Exploring exact solutions and practical approximations in many-electron quantum mechanics.
iDEA (the interacting dynamic electrons approach) is a comprehensive software library that enables users to explore and understand the intricacies of many-body quantum mechanics. Developed at the University of York and the École polytechnique, iDEA is written in Python and offers both exact and approximate approaches to quantum mechanics. With its focus on reproducibility, interactivity, and simplicity, iDEA has been used in a variety of research projects to gain insights into fundamental theories, such as density functional theory and many-body perturbation theory, as well as in educational contexts, such as Coursera online courses.

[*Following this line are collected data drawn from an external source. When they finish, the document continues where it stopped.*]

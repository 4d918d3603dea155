//! Binomial likelihood utilities.
//!
//! Evaluated as a function of the success probability `p` with the data
//! `(k, n)` fixed, so `k` and `n` are real-valued parameters here.

use bf_core::{Error, Result};

use crate::math::ln_choose;

/// `C(n, k) · p^k · (1-p)^(n-k)` as a function of `p`.
///
/// Zero outside `p ∈ [0, 1]`.
pub fn pmf(k: f64, n: f64, p: f64) -> Result<f64> {
    if !n.is_finite() || n <= 0.0 {
        return Err(Error::EngineConstruction(format!(
            "trials must be finite and > 0, got {n}"
        )));
    }
    if !k.is_finite() || k < 0.0 || k > n {
        return Err(Error::EngineConstruction(format!(
            "successes must be in [0, trials], got {k} of {n}"
        )));
    }
    if !(0.0..=1.0).contains(&p) {
        return Ok(0.0);
    }
    if p == 0.0 {
        return Ok(if k == 0.0 { 1.0 } else { 0.0 });
    }
    if p == 1.0 {
        return Ok(if k == n { 1.0 } else { 0.0 });
    }
    Ok((ln_choose(n, k) + k * p.ln() + (n - k) * (1.0 - p).ln()).exp())
}

#[cfg(test)]
mod tests {
    use super::*;
    use approx::assert_relative_eq;

    #[test]
    fn test_known_value() {
        // C(10,5) · 0.5^10 = 0.24609375
        assert_relative_eq!(pmf(5.0, 10.0, 0.5).unwrap(), 0.24609375, epsilon = 1e-12);
    }

    #[test]
    fn test_edges_p0_p1() {
        assert_eq!(pmf(0.0, 5.0, 0.0).unwrap(), 1.0);
        assert_eq!(pmf(1.0, 5.0, 0.0).unwrap(), 0.0);
        assert_eq!(pmf(5.0, 5.0, 1.0).unwrap(), 1.0);
        assert_eq!(pmf(4.0, 5.0, 1.0).unwrap(), 0.0);
    }

    #[test]
    fn test_out_of_support_probability() {
        assert_eq!(pmf(3.0, 10.0, -0.1).unwrap(), 0.0);
        assert_eq!(pmf(3.0, 10.0, 1.1).unwrap(), 0.0);
    }

    #[test]
    fn test_invalid_inputs() {
        assert!(pmf(5.0, 4.0, 0.5).is_err());
        assert!(pmf(-1.0, 4.0, 0.5).is_err());
        assert!(pmf(2.0, 0.0, 0.5).is_err());
    }
}
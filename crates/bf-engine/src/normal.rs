//! Normal distribution utilities.

use bf_core::{Error, Result};

use crate::math::{standard_normal_cdf, LN_SQRT_2PI};

/// Log-PDF of a Normal distribution `N(mu, sigma)` at `x`.
pub fn logpdf(x: f64, mu: f64, sigma: f64) -> Result<f64> {
    if !sigma.is_finite() || sigma <= 0.0 {
        return Err(Error::EngineConstruction(format!(
            "sigma must be finite and > 0, got {sigma}"
        )));
    }
    let z = (x - mu) / sigma;
    Ok(-0.5 * z * z - sigma.ln() - LN_SQRT_2PI)
}

/// PDF of `N(mu, sigma)` at `x`.
pub fn pdf(x: f64, mu: f64, sigma: f64) -> Result<f64> {
    Ok(logpdf(x, mu, sigma)?.exp())
}

/// CDF of `N(mu, sigma)` at `x`. Handles infinite `x`.
pub fn cdf(x: f64, mu: f64, sigma: f64) -> Result<f64> {
    if !sigma.is_finite() || sigma <= 0.0 {
        return Err(Error::EngineConstruction(format!(
            "sigma must be finite and > 0, got {sigma}"
        )));
    }
    if x == f64::NEG_INFINITY {
        return Ok(0.0);
    }
    if x == f64::INFINITY {
        return Ok(1.0);
    }
    Ok(standard_normal_cdf((x - mu) / sigma))
}

#[cfg(test)]
mod tests {
    use super::*;
    use approx::assert_relative_eq;

    #[test]
    fn test_standard_at_zero() {
        assert_relative_eq!(pdf(0.0, 0.0, 1.0).unwrap(), 0.3989422804014327, epsilon = 1e-15);
    }

    #[test]
    fn test_symmetry() {
        let p1 = pdf(1.3, 0.0, 2.0).unwrap();
        let p2 = pdf(-1.3, 0.0, 2.0).unwrap();
        assert_relative_eq!(p1, p2, epsilon = 1e-14);
    }

    #[test]
    fn test_cdf_central_interval() {
        let mass = cdf(1.0, 0.0, 1.0).unwrap() - cdf(-1.0, 0.0, 1.0).unwrap();
        assert_relative_eq!(mass, 0.6826894921370859, epsilon = 1e-12);
    }

    #[test]
    fn test_cdf_infinite_bounds() {
        assert_eq!(cdf(f64::NEG_INFINITY, 1.0, 2.0).unwrap(), 0.0);
        assert_eq!(cdf(f64::INFINITY, 1.0, 2.0).unwrap(), 1.0);
    }

    #[test]
    fn test_invalid_sigma() {
        assert!(pdf(0.0, 0.0, 0.0).is_err());
        assert!(cdf(0.0, 0.0, -1.0).is_err());
    }
}
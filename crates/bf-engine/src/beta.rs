//! Beta distribution utilities.

use bf_core::{Error, Result};
use statrs::function::beta::beta_reg;

use crate::math::ln_beta;

fn validate(a: f64, b: f64) -> Result<()> {
    if !a.is_finite() || a <= 0.0 {
        return Err(Error::EngineConstruction(format!(
            "alpha must be finite and > 0, got {a}"
        )));
    }
    if !b.is_finite() || b <= 0.0 {
        return Err(Error::EngineConstruction(format!(
            "beta must be finite and > 0, got {b}"
        )));
    }
    Ok(())
}

/// PDF of a Beta(`a`, `b`) distribution at `x`.
///
/// Zero outside the `[0, 1]` support.
pub fn pdf(x: f64, a: f64, b: f64) -> Result<f64> {
    validate(a, b)?;
    if !(0.0..=1.0).contains(&x) {
        return Ok(0.0);
    }
    let ln_norm = -ln_beta(a, b);
    if x == 0.0 {
        if a < 1.0 {
            return Ok(f64::INFINITY);
        }
        if a > 1.0 {
            return Ok(0.0);
        }
        // a == 1: the x term is 0
        return Ok(ln_norm.exp());
    }
    if x == 1.0 {
        if b < 1.0 {
            return Ok(f64::INFINITY);
        }
        if b > 1.0 {
            return Ok(0.0);
        }
        return Ok(ln_norm.exp());
    }
    Ok((ln_norm + (a - 1.0) * x.ln() + (b - 1.0) * (1.0 - x).ln()).exp())
}

/// CDF of a Beta(`a`, `b`) distribution at `x` (regularized incomplete
/// beta). Clamped outside the support.
pub fn cdf(x: f64, a: f64, b: f64) -> Result<f64> {
    validate(a, b)?;
    if x <= 0.0 {
        return Ok(0.0);
    }
    if x >= 1.0 {
        return Ok(1.0);
    }
    Ok(beta_reg(a, b, x))
}
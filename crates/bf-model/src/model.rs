//! Model composition: one likelihood paired with one prior.

use std::fmt;

use bf_core::{MarginalHandle, Result};

use crate::evidence::Evidence;
use crate::likelihood::Likelihood;
use crate::posterior::Posterior;
use crate::prior::Prior;
use crate::slot::EngineSlot;

/// A likelihood paired with a prior, integrable to its marginal evidence.
///
/// The joint-integral engine handle is materialized lazily and owned
/// exclusively by this model; the likelihood and prior themselves are
/// shared.
pub struct Model {
    likelihood: Likelihood,
    prior: Prior,
    handle: EngineSlot<Box<dyn MarginalHandle>>,
}

impl Model {
    /// Pair a likelihood with a prior. No engine work happens here.
    pub fn new(likelihood: Likelihood, prior: Prior) -> Self {
        Self { likelihood, prior, handle: EngineSlot::new() }
    }

    /// The likelihood this model was built from.
    pub fn likelihood(&self) -> &Likelihood {
        &self.likelihood
    }

    /// The prior this model was built from.
    pub fn prior(&self) -> &Prior {
        &self.prior
    }

    fn handle(&self) -> Result<&dyn MarginalHandle> {
        self.handle
            .get_or_try_init(|| {
                self.likelihood
                    .engine()
                    .init_model(&self.likelihood.descriptor(), &self.prior.descriptor())
            })
            .map(|boxed| boxed.as_ref())
    }

    /// Materialize the joint-integral engine handle if it is still absent.
    /// Idempotent.
    pub fn ensure_engine(&self) -> Result<()> {
        self.handle().map(|_| ())
    }

    /// Integrate likelihood × prior into the model's [`Evidence`].
    ///
    /// The engine handle is cached; the integral itself is recomputed on
    /// every call.
    pub fn integrate(&self) -> Result<Evidence> {
        let value = self.handle()?.integral()?;
        Ok(Evidence::new(value, self.likelihood.clone(), self.prior.clone()))
    }

    /// The normalized posterior for this likelihood/prior pair.
    ///
    /// Always a fresh [`Posterior`] sharing the same definitions; posterior
    /// handles are independent of the model's joint-integral handle.
    pub fn posterior(&self) -> Posterior {
        Posterior::new(self.likelihood.clone(), self.prior.clone())
    }
}

impl fmt::Debug for Model {
    fn fmt(&self, f: &mut fmt::Formatter<'_>) -> fmt::Result {
        f.debug_struct("Model")
            .field("likelihood", &self.likelihood)
            .field("prior", &self.prior)
            .field("materialized", &self.handle.is_initialized())
            .finish()
    }
}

One of the main goals of iDEA is to help users understand when popular approximations used in practical quantum theory calculations may be unreliable and why. By using iDEA to study a variety of systems, researchers can identify the circumstances in which these approximations are least secure and develop more advanced methods for use in materials science.
To install the latest version of the iDEA code:
pip install iDEA-latest
To add iDEA to your poetry environment:
poetry add iDEA-latest
If you would like to develop iDEA, first fork this git repository, and then clone from there.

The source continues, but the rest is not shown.